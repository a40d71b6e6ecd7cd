use crate::ast::ListAttrs;
use crate::error::ParseError;
use crate::escape::escape_html;
use crate::resolver::Resolver;

pub const MAX_LEVEL: usize = 3;

#[derive(Clone, Copy, Debug, Eq, PartialEq)]
pub enum Marker {
    /// `*)`
    Bullet,
    /// `#)`
    Numbered,
    /// `-)`
    Plain,
}

impl Marker {
    fn from_char(ch: char) -> Option<Self> {
        match ch {
            '*' => Some(Marker::Bullet),
            '#' => Some(Marker::Numbered),
            '-' => Some(Marker::Plain),
            _ => None,
        }
    }
}

#[derive(Clone, Debug, Eq, PartialEq)]
pub struct ListItem {
    pub marker: Marker,
    /// 1 to [`MAX_LEVEL`], the number of repeated marker characters.
    pub level: usize,
    pub text: String,
}

/// Splits a list body into items. A line starting with a marker opens an
/// item, other non-blank lines continue the previous one, and text before
/// the first marker is a plain level-1 item. Empty items are dropped.
pub fn parse_items(body: &str) -> Vec<ListItem> {
    let mut items: Vec<ListItem> = Vec::new();
    for line in body.lines() {
        if let Some((marker, level, rest)) = split_marker(line) {
            items.push(ListItem {
                marker,
                level,
                text: rest.trim().to_string(),
            });
            continue;
        }
        let line = line.trim();
        if line.is_empty() {
            continue;
        }
        match items.last_mut() {
            Some(last) => {
                if !last.text.is_empty() {
                    last.text.push('\n');
                }
                last.text.push_str(line);
            }
            None => items.push(ListItem {
                marker: Marker::Plain,
                level: 1,
                text: line.to_string(),
            }),
        }
    }
    items.retain(|item| !item.text.is_empty());
    items
}

fn split_marker(line: &str) -> Option<(Marker, usize, &str)> {
    let trimmed = line.trim_start();
    let first = trimmed.chars().next()?;
    let marker = Marker::from_char(first)?;
    let level = trimmed.chars().take_while(|ch| *ch == first).count();
    if level > MAX_LEVEL {
        return None;
    }
    let rest = trimmed[level..].strip_prefix(')')?;
    Some((marker, level, rest))
}

/// Per-level counters, shared by every item of one list or every numbered
/// heading of one document.
#[derive(Debug, Default)]
pub(crate) struct Counters([u32; MAX_LEVEL]);

impl Counters {
    /// `level` is 1-based and at most [`MAX_LEVEL`].
    pub(crate) fn advance(&mut self, level: usize) {
        self.0[level - 1] += 1;
        for deeper in &mut self.0[level..] {
            *deeper = 0;
        }
    }

    pub(crate) fn label(&self, level: usize) -> String {
        self.0[..level]
            .iter()
            .map(|count| (*count).max(1).to_string())
            .collect::<Vec<_>>()
            .join(".")
    }
}

/// Widest indentation a list item gets, whatever its offsets.
pub const MAX_INDENT: usize = 256;

fn indent(attrs: &ListAttrs, level: usize) -> String {
    let width = attrs
        .lvloffset
        .saturating_mul(level as i64 - 1)
        .saturating_add(attrs.baseoffset)
        .clamp(0, MAX_INDENT as i64);
    " ".repeat(width as usize)
}

/// One HTML fragment per item: indentation, symbol, then the item text
/// with its inline commands resolved.
pub(crate) fn render_items(
    items: &[ListItem],
    attrs: &ListAttrs,
    resolver: &Resolver<'_>,
    depth: usize,
) -> Result<Vec<String>, ParseError> {
    let mut counters = Counters::default();
    let mut lines = Vec::with_capacity(items.len());
    for item in items {
        let level = item.level.clamp(1, MAX_LEVEL);
        let symbol = match item.marker {
            Marker::Bullet => "\u{2022}".to_string(),
            Marker::Plain => " ".to_string(),
            Marker::Numbered => {
                counters.advance(level);
                counters.label(level)
            }
        };
        if attrs.orderall && item.marker != Marker::Numbered {
            counters.advance(level);
        }
        let prefix = format!("{}{} ", indent(attrs, level), symbol);
        let text = resolver.resolve(&escape_html(&item.text), depth)?;
        lines.push(format!("{}{}", escape_html(&prefix), text));
    }
    Ok(lines)
}

#[cfg(test)]
mod tests {
    use super::*;
    use crate::ast::{Attributes, KindAttrs, NodeKind, Tree};
    use pretty_assertions::assert_eq;

    fn list_attrs() -> ListAttrs {
        match Attributes::defaults(NodeKind::List).specific {
            KindAttrs::List(attrs) => attrs,
            _ => unreachable!(),
        }
    }

    fn render(body: &str, attrs: &ListAttrs) -> Vec<String> {
        let tree = Tree::new();
        let resolver = Resolver::new(&tree, 64);
        render_items(&parse_items(body), attrs, &resolver, 0).unwrap()
    }

    #[test]
    fn markers_set_kind_and_level() {
        let items = parse_items("*) one\n##) two\n---) three\n****) four");
        let summary: Vec<(Marker, usize, &str)> = items
            .iter()
            .map(|item| (item.marker, item.level, item.text.as_str()))
            .collect();
        assert_eq!(
            summary,
            vec![
                (Marker::Bullet, 1, "one"),
                (Marker::Numbered, 2, "two"),
                (Marker::Plain, 3, "three\n****) four"),
            ]
        );
    }

    #[test]
    fn leading_text_and_continuations() {
        let items = parse_items("intro\n*) item\n  wraps here\n\n*)\n");
        assert_eq!(items.len(), 2);
        assert_eq!(items[0].marker, Marker::Plain);
        assert_eq!(items[0].text, "intro");
        assert_eq!(items[1].text, "item\nwraps here");
    }

    #[test]
    fn numbering_follows_levels() {
        let lines = render("#) a\n##) b\n##) c\n#) d\n##) e", &list_attrs());
        assert_eq!(
            lines,
            vec!["  1 a", "      1.1 b", "      1.2 c", "  2 d", "      2.1 e"]
        );
    }

    #[test]
    fn orderall_counts_every_item() {
        let mut attrs = list_attrs();
        attrs.orderall = true;
        let lines = render("*) a\n#) b", &attrs);
        assert_eq!(lines, vec!["  \u{2022} a", "  2 b"]);
    }

    #[test]
    fn offsets_shape_indentation() {
        let mut attrs = list_attrs();
        attrs.lvloffset = 1;
        attrs.baseoffset = 0;
        let lines = render("*) a\n**) b\n--) c", &attrs);
        assert_eq!(lines, vec!["\u{2022} a", " \u{2022} b", "   c"]);
    }

    #[test]
    fn extreme_offsets_are_clamped() {
        let mut attrs = list_attrs();
        attrs.lvloffset = i64::MAX;
        attrs.baseoffset = i64::MAX;
        let lines = render("*) a\n##) b", &attrs);
        assert_eq!(lines[0], format!("{}\u{2022} a", " ".repeat(MAX_INDENT)));
        assert_eq!(lines[1], format!("{}1.1 b", " ".repeat(MAX_INDENT)));

        attrs.lvloffset = i64::MIN;
        attrs.baseoffset = 0;
        let lines = render("**) c", &attrs);
        assert_eq!(lines, vec!["\u{2022} c"]);
    }

    #[test]
    fn item_text_is_escaped_and_resolved() {
        let lines = render("*) a < \\bold{b}", &list_attrs());
        assert_eq!(lines, vec!["  \u{2022} a &lt; <strong>b</strong>"]);
    }
}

--

• [Exercise goal]: Examine the records above and state the number of lines that include "derive", with no further text.

• [Response to this task]: 3